TASK BRIEF: Repeat, line for line, the entries printed below.

--- PROVIDED DATA Enclosed Below ---

//! Integration test: class colour assignment

use kolosal_boundary::colors::{class_colors, cielab_colors, compute_centroids, rgb_colors, DEFAULT_COLORS};
use kolosal_boundary::projection::{ReductionConfig, ReductionMethod};
use ndarray::Array2;

fn many_classes(n_classes: usize) -> (Array2<f64>, Vec<i64>) {
    let n = n_classes * 3;
    let rows = Array2::from_shape_fn((n, 4), |(i, j)| {
        let class = (i / 3) as f64;
        class * (j as f64 + 1.0) + (i % 3) as f64 * 0.1 + ((class as usize * 7 + j) % 5) as f64
    });
    let labels = (0..n).map(|i| (i / 3) as i64).collect();
    (rows, labels)
}

fn is_hex(color: &str) -> bool {
    color.len() == 7 && color.starts_with('#') && color[1..].chars().all(|c| c.is_ascii_hexdigit())
}

#[test]
fn test_palette_up_to_ten_classes() {
    let (rows, labels) = many_classes(10);
    let colors = class_colors(&rows, &labels, &ReductionConfig::default(), 42).unwrap();
    assert_eq!(colors, DEFAULT_COLORS.iter().map(|c| c.to_string()).collect::<Vec<_>>());
}

#[test]
fn test_centroid_colours_beyond_palette() {
    let (rows, labels) = many_classes(14);
    let colors = class_colors(&rows, &labels, &ReductionConfig::default(), 42).unwrap();
    assert_eq!(colors.len(), 14);
    assert!(colors.iter().all(|c| is_hex(c)));
    assert!(colors.iter().any(|c| !DEFAULT_COLORS.contains(&c.as_str())));
}

#[test]
fn test_every_method_colours_centroids() {
    let (rows, labels) = many_classes(12);
    let centroids = compute_centroids(&rows, &labels).unwrap();
    for method in ReductionMethod::ALL {
        let config: ReductionConfig = method.into();
        let lab = cielab_colors(&centroids, &config, 42).unwrap();
        let rgb = rgb_colors(&centroids, &config, 42).unwrap();
        assert_eq!(lab.len(), 12, "{method}");
        assert_eq!(rgb.len(), 12, "{method}");
        assert!(lab.iter().chain(rgb.iter()).all(|c| is_hex(c)), "{method}");
    }
}

#[test]
fn test_label_count_mismatch() {
    let (rows, _) = many_classes(3);
    assert!(compute_centroids(&rows, &[0, 1]).is_err());
}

--- End of Enclosed PROVIDED DATA ---

OUTPUT BELOW:
//! Integration test: class colour assignment

use kolosal_boundary::colors::{class_colors, cielab_colors, compute_centroids, rgb_colors, DEFAULT_COLORS};
use kolosal_boundary::projection::{ReductionConfig, ReductionMethod};
use ndarray::Array2;

fn many_classes(n_classes: usize) -> (Array2<f64>, Vec<i64>) {
    let n = n_classes * 3;
    let rows = Array2::from_shape_fn((n, 4), |(i, j)| {
        let class = (i / 3) as f64;
        class * (j as f64 + 1.0) + (i % 3) as f64 * 0.1 + ((class as usize * 7 + j) % 5) as f64
    });
    let labels = (0..n).map(|i| (i / 3) as i64).collect();
    (rows, labels)
}

fn is_hex(color: &str) -> bool {
    color.len() == 7 && color.starts_with('#') && color[1..].chars().all(|c| c.is_ascii_hexdigit())
}

#[test]
fn test_palette_up_to_ten_classes() {
    let (rows, labels) = many_classes(10);
    let colors = class_colors(&rows, &labels, &ReductionConfig::default(), 42).unwrap();
    assert_eq!(colors, DEFAULT_COLORS.iter().map(|c| c.to_string()).collect::<Vec<_>>());
}

#[test]
fn test_centroid_colours_beyond_palette() {
    let (rows, labels) = many_classes(14);
    let colors = class_colors(&rows, &labels, &ReductionConfig::default(), 42).unwrap();
    assert_eq!(colors.len(), 14);
    assert!(colors.iter().all(|c| is_hex(c)));
    assert!(colors.iter().any(|c| !DEFAULT_COLORS.contains(&c.as_str())));
}

#[test]
fn test_every_method_colours_centroids() {
    let (rows, labels) = many_classes(12);
    let centroids = compute_centroids(&rows, &labels).unwrap();
    for method in ReductionMethod::ALL {
        let config: ReductionConfig = method.into();
        let lab = cielab_colors(&centroids, &config, 42).unwrap();
        let rgb = rgb_colors(&centroids, &config, 42).unwrap();
        assert_eq!(lab.len(), 12, "{method}");
        assert_eq!(rgb.len(), 12, "{method}");
        assert!(lab.iter().chain(rgb.iter()).all(|c| is_hex(c)), "{method}");
    }
}

#[test]
fn test_label_count_mismatch() {
    let (rows, _) = many_classes(3);
    assert!(compute_centroids(&rows, &[0, 1]).is_err());
}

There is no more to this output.